Entity Tier 1 Combined Capital Leverage
------ ------ ---------------- --------

Highlands Union Bank 10.13% 11.38% 6.58%

Highlands Bankshares, Inc. 12.08% 13.32% 7.87%


Note 5 - Capital Securities

The Company completed a $7.5 million capital issue on January 23, 1998. These
trust preferred debt securities were issued by Highlands Capital Trust, a wholly
owned subsidiary of Highlands Bankshares, Inc. These securities were issued at a
9.25% fixed rate with a 30 year term and a 10 year call provision at the
Company's discretion. This capital was raised to meet current and future
opportunities of the Company. During the first quarter of 2003, the Company
received regulatory approval to re-purchase 48,000 shares or 16% of these
securities. The shares were repurchased in April 2003 at a price of $26.15 per
share which is equal to the 2008 call price. For future regulatory capital
purposes, this $1.2 million par value of trust preferred securities will not be
eligible to be included in Tier 1 or Tier 2 capital of the Company.

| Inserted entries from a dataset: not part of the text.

//! Canonical chess-rule constants.
//!
//! Starting position, home squares for the castling pieces, and the
//! thresholds used by draw bookkeeping.

use crate::board::chess_types::{
    CastlingRights, Color, Square, CASTLE_BLACK_KINGSIDE, CASTLE_BLACK_QUEENSIDE,
    CASTLE_WHITE_KINGSIDE, CASTLE_WHITE_QUEENSIDE,
};

/// Standard chess starting position in Forsyth-Edwards Notation (FEN).
pub const STARTING_POSITION_FEN: &str = "rnbqkbnr/pppppppp/8/8/8/8/PPPPPPPP/RNBQKBNR w KQkq - 0 1";

/// Halfmove clock value at which the fifty-move rule may be claimed.
pub const FIFTY_MOVE_HALFMOVES: u16 = 100;

/// Occurrences of one position needed for a threefold repetition claim.
pub const REPETITION_COUNT: usize = 3;

/// Geometry of one castling option: which right guards it, where king and
/// rook start and end, and which squares must be empty or safe.
#[derive(Debug, Clone, Copy, PartialEq, Eq)]
pub struct CastlingLane {
    pub right: CastlingRights,
    pub king_from: Square,
    pub king_to: Square,
    pub rook_from: Square,
    pub rook_to: Square,
    /// Squares between king and rook that must be empty.
    pub empty_mask: u64,
    /// Squares the king passes through or lands on; none may be attacked.
    pub king_path: [Square; 2],
}

pub const WHITE_KINGSIDE: CastlingLane = CastlingLane {
    right: CASTLE_WHITE_KINGSIDE,
    king_from: 4,
    king_to: 6,
    rook_from: 7,
    rook_to: 5,
    empty_mask: (1 << 5) | (1 << 6),
    king_path: [5, 6],
};

pub const WHITE_QUEENSIDE: CastlingLane = CastlingLane {
    right: CASTLE_WHITE_QUEENSIDE,
    king_from: 4,
    king_to: 2,
    rook_from: 0,
    rook_to: 3,
    empty_mask: (1 << 1) | (1 << 2) | (1 << 3),
    king_path: [3, 2],
};

pub const BLACK_KINGSIDE: CastlingLane = CastlingLane {
    right: CASTLE_BLACK_KINGSIDE,
    king_from: 60,
    king_to: 62,
    rook_from: 63,
    rook_to: 61,
    empty_mask: (1 << 61) | (1 << 62),
    king_path: [61, 62],
};

pub const BLACK_QUEENSIDE: CastlingLane = CastlingLane {
    right: CASTLE_BLACK_QUEENSIDE,
    king_from: 60,
    king_to: 58,
    rook_from: 56,
    rook_to: 59,
    empty_mask: (1 << 57) | (1 << 58) | (1 << 59),
    king_path: [59, 58],
};

/// Kingside lane first, then queenside.
#[inline]
pub const fn castling_lanes(color: Color) -> [CastlingLane; 2] {
    match color {
        Color::White => [WHITE_KINGSIDE, WHITE_QUEENSIDE],
        Color::Black => [BLACK_KINGSIDE, BLACK_QUEENSIDE],
    }
}

/// Rights lost when anything moves from or onto `square`.
#[inline]
pub const fn rights_touching_square(square: Square) -> CastlingRights {
    match square {
        0 => CASTLE_WHITE_QUEENSIDE,
        4 => CASTLE_WHITE_KINGSIDE | CASTLE_WHITE_QUEENSIDE,
        7 => CASTLE_WHITE_KINGSIDE,
        56 => CASTLE_BLACK_QUEENSIDE,
        60 => CASTLE_BLACK_KINGSIDE | CASTLE_BLACK_QUEENSIDE,
        63 => CASTLE_BLACK_KINGSIDE,
        _ => 0,
    }
}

Note 6 - Earnings Per Share

The following table contains information regarding the Company's computation of
basic earnings per share and diluted earnings per share for March 31, 2003 and
2002.


Basic EPS Number of Shares Diluted EPS Number of Shares
--------- ---------------- ----------- ----------------

March 31, 2003 $ 0.41 2,782,083 $ 0.35 2,784,004

March 31, 2002 $ 0.39 2,746,783 $ 0.33 2,752,068


8




Notes to Consolidated Financial Statements
(Unaudited)
(in thousands, except share, per share and percentage data)


Note 7 - Dividend Reinvestment and Stock Purchase Plan

On March 1, 2002 the Company initiated a Dividend Reinvestment and Stock
Purchase Plan for its shareholders. This plan will enable shareholders to
reinvest their cash dividends to purchase additional shares of the Company's
common stock. Shareholders also have the option to make additional cash
purchases of stock ranging from $100 to $5,000 per quarter. Shares in the Plan,
which covers 50,000 shares of common stock, are purchased in the open market or
directly from the Company. As of May 12, 2003, the Plan has received $95,142.78
in reinvested dividends and optional cash purchases from plan participants for
the first quarter 2003 plan purchase. The Plan will make the purchase for the
2003 first quarter participants the middle of May, 2003.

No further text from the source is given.